Guilford Mills, Inc. v. Powers, 95 N.C. App. 417 (1989)

Sept. 5, 1989 · North Carolina Court of Appeals · No. 8818SC1305
95 N.C. App. 417

GUILFORD MILLS, INC., a Delaware Corporation v. HELEN A. POWERS, Secretary of Revenue of the State of North Carolina

No. 8818SC1305

(Filed 5 September 1989)

1. Taxation § 32— intangibles tax — payments to plaintiff for sale of trade accounts — classification as accounts receivable

Plaintiff failed to prove that the trial court erroneously interpreted N.C.G.S. § 105-201 when it determined that the Department of Revenue correctly classified the payments owed to plaintiff for the sale of its trade accounts to factors as accounts receivable since the payments owed to plaintiff were owed from one corporate person to another; there was no evidence in the record on appeal that these payments were supported by negotiable paper; though accounts receivable usually arise from the sale of goods or rendering of services, there is no requirement that they must do so; and the payments owed to plaintiff were amounts owed by one corporate person to another on accounts which had balances which had not been ascertained, that is, they were amounts owed on open accounts.

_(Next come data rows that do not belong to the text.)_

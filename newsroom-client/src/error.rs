use crate::api;

/// Everything the engine reports back to the view.
///
/// None of these ever leave local state half-updated: on any error the
/// thread or article stays at its last known-good value.
#[derive(Debug, thiserror::Error)]
pub enum Error {
    /// The input was rejected, either locally before any request was made
    /// or by the server
    #[error("Invalid input: {0}")]
    Validation(api::Error),

    /// The actor is not logged in, or not allowed to do this
    #[error("Not allowed: {0}")]
    Auth(api::Error),

    /// The action makes no sense in the current view state (the matching
    /// control should not have been shown)
    #[error("Action not available: {0}")]
    Unavailable(&'static str),

    /// Network failure or unexpected server answer
    #[error(transparent)]
    Fetch(#[from] anyhow::Error),
}

impl Error {
    pub fn not_authenticated() -> Error {
        Error::Auth(api::Error::NotAuthenticated)
    }

    /// The server-side error this was built from, if any
    pub fn api(&self) -> Option<&api::Error> {
        match self {
            Error::Validation(e) | Error::Auth(e) => Some(e),
            Error::Unavailable(_) => None,
            Error::Fetch(e) => e.downcast_ref(),
        }
    }
}

impl From<api::Error> for Error {
    fn from(e: api::Error) -> Error {
        if e.is_validation() {
            Error::Validation(e)
        } else if e.is_auth() {
            Error::Auth(e)
        } else {
            Error::Fetch(anyhow::Error::new(e))
        }
    }
}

*4182. Taxation § 32— intangibles tax — payments from factors upon sale of trade accounts — no classification as “other evidences of debt”

The trial court did not erroneously interpret N.C.G.S. § 105-202 when it determined that plaintiff’s right to payment from its factors upon sale of its trade accounts did not have to be classified as “other evidences of debt” rather than as accounts receivable, since the factoring agreements contained in the record did not import on their faces the existence of a debt.

APPEAL by plaintiff from Walker, Russell G., Judge. Judgment entered 17 October 1988 in Superior Court, GUILFORD County. Heard in the Court of Appeals 6 June 1989.

Plaintiff instituted this action on 30 March 1988 to recover intangible taxes and interest paid by plaintiff. The trial court denied plaintiff’s motion for summary judgment and allowed defendant’s motion for summary judgment.

Floyd Greeson Allen and Jacobs, by Jack W. Floyd and Robert V. Shaver, for plaintiff-appellant.

Attorney General Lacy H. Thornburg, by Assistant Attorney General Marilyn R. Mudge, for defendant-appellee.

JOHNSON, Judge.

Plaintiff is engaged in the business of manufacturing and selling textiles. Plaintiff establishes trade accounts with its customers and enters into written agreements with commercial factors which provide that the factors will purchase plaintiff’s trade accounts. A factor assumes the risk that it will not be able to collect an account after it has purchased that account. When a factor purchases an account, it becomes indebted to plaintiff according to the terms agreed upon by the parties.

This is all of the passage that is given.